These are the lenses from which I viewed the world in junior high school. I could have landed a plane with these (and looked like I was trying to). They certainly lent to my understanding of myself as bookish (read nerdy).
Other than a few years in college and in LA when I wore contacts, I've been a wearer of glasses. And though I could likely get my eyes fixed by surgery now, there is something about the way that glasses frame the world that I prefer. Maybe it's the storyteller in me that appreciates looking through a lens. Maybe I feel safer somehow behind glasses.
When we recently shot our documentary short film project in Chicago and San Diego, the director wanted a private video with me discussing vulnerability.
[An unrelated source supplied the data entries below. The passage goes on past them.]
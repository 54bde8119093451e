//! CIM instances and object paths as exchanged with the broker.

use std::collections::BTreeMap;
use std::fmt;
use std::str::FromStr;

use serde::{Deserialize, Serialize};
use serde_json::{Map, Value};

use crate::error::IndicationError;

/// A CIM instance: class, namespace and a bag of JSON-typed properties.
#[derive(Debug, Clone, PartialEq, Serialize, Deserialize)]
pub struct Instance {
    /// Namespace the instance lives in (e.g. `root/cimv2`).
    pub namespace: String,
    /// CIM class name.
    pub class_name: String,
    /// Property values keyed by property name.
    pub properties: Map<String, Value>,
    /// Names of the key properties, in path order.
    pub key_names: Vec<String>,
}

impl Instance {
    /// Create an empty instance of `class_name`.
    pub fn new(namespace: impl Into<String>, class_name: impl Into<String>) -> Self {
        Self {
            namespace: namespace.into(),
            class_name: class_name.into(),
            properties: Map::new(),
            key_names: Vec::new(),
        }
    }

    /// Add a key property.
    #[must_use]
    pub fn with_key(mut self, name: impl Into<String>, value: impl Into<Value>) -> Self {
        let name = name.into();
        if !self.key_names.iter().any(|k| k.eq_ignore_ascii_case(&name)) {
            self.key_names.push(name.clone());
        }
        self.properties.insert(name, value.into());
        self
    }

    /// Add a non-key property.
    #[must_use]
    pub fn with_property(mut self, name: impl Into<String>, value: impl Into<Value>) -> Self {
        self.set(name, value);
        self
    }

    /// Set a property value, replacing any previous one.
    pub fn set(&mut self, name: impl Into<String>, value: impl Into<Value>) {
        self.properties.insert(name.into(), value.into());
    }

    /// Look up a property. CIM property names are case-insensitive.
    #[must_use]
    pub fn get(&self, name: &str) -> Option<&Value> {
        self.properties.get(name).or_else(|| {
            self.properties
                .iter()
                .find(|(k, _)| k.eq_ignore_ascii_case(name))
                .map(|(_, v)| v)
        })
    }

    /// Build the object path from the key properties.
    #[must_use]
    pub fn object_path(&self) -> ObjectPath {
        let mut path = ObjectPath::new(&self.namespace, &self.class_name);
        for key in &self.key_names {
            let value = match self.get(key) {
                Some(Value::String(s)) => s.clone(),
                Some(Value::Null) | None => String::new(),
                Some(other) => other.to_string(),
            };
            path.keys.insert(key.clone(), value);
        }
        path
    }

    /// Embedded-instance form used inside indication properties.
    #[must_use]
    pub fn to_value(&self) -> Value {
        serde_json::to_value(self).unwrap_or(Value::Null)
    }

    /// Inverse of [`Instance::to_value`].
    #[must_use]
    pub fn from_value(value: &Value) -> Option<Self> {
        serde_json::from_value(value.clone()).ok()
    }
}

/// Reference to a CIM instance: `namespace:Class.Key="value",...`.
#[derive(Debug, Clone, PartialEq, Eq, Default, Serialize, Deserialize)]
pub struct ObjectPath {
    /// Namespace, may be empty for local paths.
    pub namespace: String,
    /// CIM class name.
    pub class_name: String,
    /// Key property bindings.
    pub keys: BTreeMap<String, String>,
}

impl ObjectPath {
    /// Create a path without keys.
    pub fn new(namespace: impl Into<String>, class_name: impl Into<String>) -> Self {
        Self {
            namespace: namespace.into(),
            class_name: class_name.into(),
            keys: BTreeMap::new(),
        }
    }

    /// Add a key binding.
    #[must_use]
    pub fn with_key(mut self, name: impl Into<String>, value: impl Into<String>) -> Self {
        self.keys.insert(name.into(), value.into());
        self
    }

    /// Look up a key binding, case-insensitively.
    #[must_use]
    pub fn key(&self, name: &str) -> Option<&str> {
        self.keys
            .iter()
            .find(|(k, _)| k.eq_ignore_ascii_case(name))
            .map(|(_, v)| v.as_str())
    }
}

impl fmt::Display for ObjectPath {
    fn fmt(&self, f: &mut fmt::Formatter<'_>) -> fmt::Result {
        if !self.namespace.is_empty() {
            write!(f, "{}:", self.namespace)?;
        }
        f.write_str(&self.class_name)?;
        for (i, (name, value)) in self.keys.iter().enumerate() {
            let sep = if i == 0 { '.' } else { ',' };
            let escaped = value.replace('\\', "\\\\").replace('"', "\\\"");
            write!(f, "{sep}{name}=\"{escaped}\"")?;
        }
        Ok(())
    }
}

impl FromStr for ObjectPath {
    type Err = IndicationError;

    fn from_str(s: &str) -> Result<Self, Self::Err> {
        let s = s.trim();
        // The namespace ends at the last ':' ahead of the first key binding;
        // host names and key values may carry '.' and ':' of their own.
        let head_end = s.find('=').unwrap_or(s.len());
        let (namespace, rest) = match s[..head_end].rfind(':') {
            Some(idx) => (s[..idx].trim(), &s[idx + 1..]),
            None => ("", s),
        };
        let (class_name, bindings) = match rest.split_once('.') {
            Some((class, bindings)) => (class.trim(), Some(bindings)),
            None => (rest.trim(), None),
        };
        if class_name.is_empty() {
            return Err(IndicationError::InvalidParameter(format!(
                "object path without class name: {s}"
            )));
        }

        let mut path = ObjectPath::new(namespace, class_name);
        if let Some(bindings) = bindings {
            path.keys = parse_key_bindings(bindings)?;
        }
        Ok(path)
    }
}

fn parse_key_bindings(input: &str) -> Result<BTreeMap<String, String>, IndicationError> {
    let mut keys = BTreeMap::new();
    let mut chars = input.chars().peekable();

    loop {
        let name: String = chars.by_ref().take_while(|c| *c != '=').collect();
        let name = name.trim();
        if name.is_empty() {
            return Err(IndicationError::InvalidParameter(format!(
                "malformed key binding in: {input}"
            )));
        }

        let mut value = String::new();
        if chars.peek() == Some(&'"') {
            chars.next();
            let mut closed = false;
            while let Some(c) = chars.next() {
                match c {
                    '\\' => {
                        if let Some(escaped) = chars.next() {
                            value.push(escaped);
                        }
                    }
                    '"' => {
                        closed = true;
                        break;
                    }
                    other => value.push(other),
                }
            }
            if !closed {
                return Err(IndicationError::InvalidParameter(format!(
                    "unterminated key value in: {input}"
                )));
            }
            match chars.next() {
                None | Some(',') => {}
                Some(c) => {
                    return Err(IndicationError::InvalidParameter(format!(
                        "unexpected '{c}' after key value in: {input}"
                    )));
                }
            }
        } else {
            value = chars.by_ref().take_while(|c| *c != ',').collect();
            value = value.trim().to_string();
        }

        keys.insert(name.to_string(), value);
        if chars.peek().is_none() {
            break;
        }
    }

    Ok(keys)
}

#[cfg(test)]
mod tests {
    use super::*;

    #[test]
    fn test_object_path_display_and_parse() {
        let path = ObjectPath::new("root/cimv2", "LMI_SoftwareJob")
            .with_key("InstanceID", "LMI:LMI_SoftwareJob:12");
        let text = path.to_string();
        assert_eq!(
            text,
            "root/cimv2:LMI_SoftwareJob.InstanceID=\"LMI:LMI_SoftwareJob:12\""
        );
        let parsed: ObjectPath = text.parse().unwrap();
        assert_eq!(parsed, path);
    }

    #[test]
    fn test_parse_escaped_and_unquoted_values() {
        let parsed: ObjectPath = r#"CIM_Foo.Name="a \"b\"",Count=3"#.parse().unwrap();
        assert_eq!(parsed.namespace, "");
        assert_eq!(parsed.key("name"), Some("a \"b\""));
        assert_eq!(parsed.key("Count"), Some("3"));
    }

    #[test]
    fn test_parse_host_qualified_namespace() {
        let parsed: ObjectPath = r#"//host.example.com:5989/root/cimv2:LMI_SoftwareJob.InstanceID="LMI:LMI_SoftwareJob:7""#
            .parse()
            .unwrap();
        assert_eq!(parsed.namespace, "//host.example.com:5989/root/cimv2");
        assert_eq!(parsed.class_name, "LMI_SoftwareJob");
        assert_eq!(parsed.key("InstanceID"), Some("LMI:LMI_SoftwareJob:7"));

        let local: ObjectPath = r#"LMI_SoftwareJob.InstanceID="LMI:LMI_SoftwareJob:7""#
            .parse()
            .unwrap();
        assert_eq!(local.namespace, "");
        assert_eq!(local.class_name, "LMI_SoftwareJob");
    }

    #[test]
    fn test_parse_rejects_garbage() {
        assert!(":.x=1".parse::<ObjectPath>().is_err());
        assert!("Foo.Name=\"open".parse::<ObjectPath>().is_err());
    }

    #[test]
    fn test_instance_object_path_uses_keys() {
        let instance = Instance::new("root/cimv2", "LMI_SoftwareJob")
            .with_key("InstanceID", "LMI:LMI_SoftwareJob:1")
            .with_property("PercentComplete", 40);
        let path = instance.object_path();
        assert_eq!(path.keys.len(), 1);
        assert_eq!(path.key("instanceid"), Some("LMI:LMI_SoftwareJob:1"));
        assert_eq!(instance.get("percentcomplete"), Some(&Value::from(40)));
    }
}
They set me up with a dark background and placed a halo of light around my face as I spoke into the camera. To avoid the glare of the light they asked me to do the interview without my glasses. It might be the most vulnerable I've felt in a long time.
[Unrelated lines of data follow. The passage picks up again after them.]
//! Indication delivery for OpenLMI providers.
//!
//! Keeps the registry of static filters per CIM class, mirrors which of them
//! the CIMOM has activated, and hands indications to the broker only when a
//! matching subscription exists.
//!
//! # Architecture
//!
//! ```text
//! add_static_filters(class, [(id, query)])      ← provider startup
//! activate_filter / deactivate_filter(query)    ← CIMOM subscription callbacks
//! enable_indications / disable_indications      ← CIMOM
//!      ↓
//! send_inst{creation,modification,deletion}(instance, filter_id)
//!      ↓
//! subscribed && enabled → Broker::deliver_indication
//! ```

mod broker;
mod error;
mod filters;
mod indication;
mod instance;
mod sender;
#[doc(hidden)]
pub mod test_support;

pub use broker::Broker;
pub use error::{CimStatus, IndicationError, Result};
pub use filters::StaticFilter;
pub use indication::{Indication, IndicationKind, PerceivedSeverity, properties};
pub use instance::{Instance, ObjectPath};
pub use sender::IndicationSender;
"Will people recognize me?" I asked, feeling silly as soon as the words came out of my mouth. That is the strength of identity and I identify myself as a glasses wearer.
I've reflected on that moment frequently because I'm in the "identity" business. I work with people who are renegotiating their identity in the world to tell a new and more powerful story. I'm fascinated by identity. And like everyone, I'm consumed by it until someone asks me to take off my glasses and I'm reminded that I'm still me without them.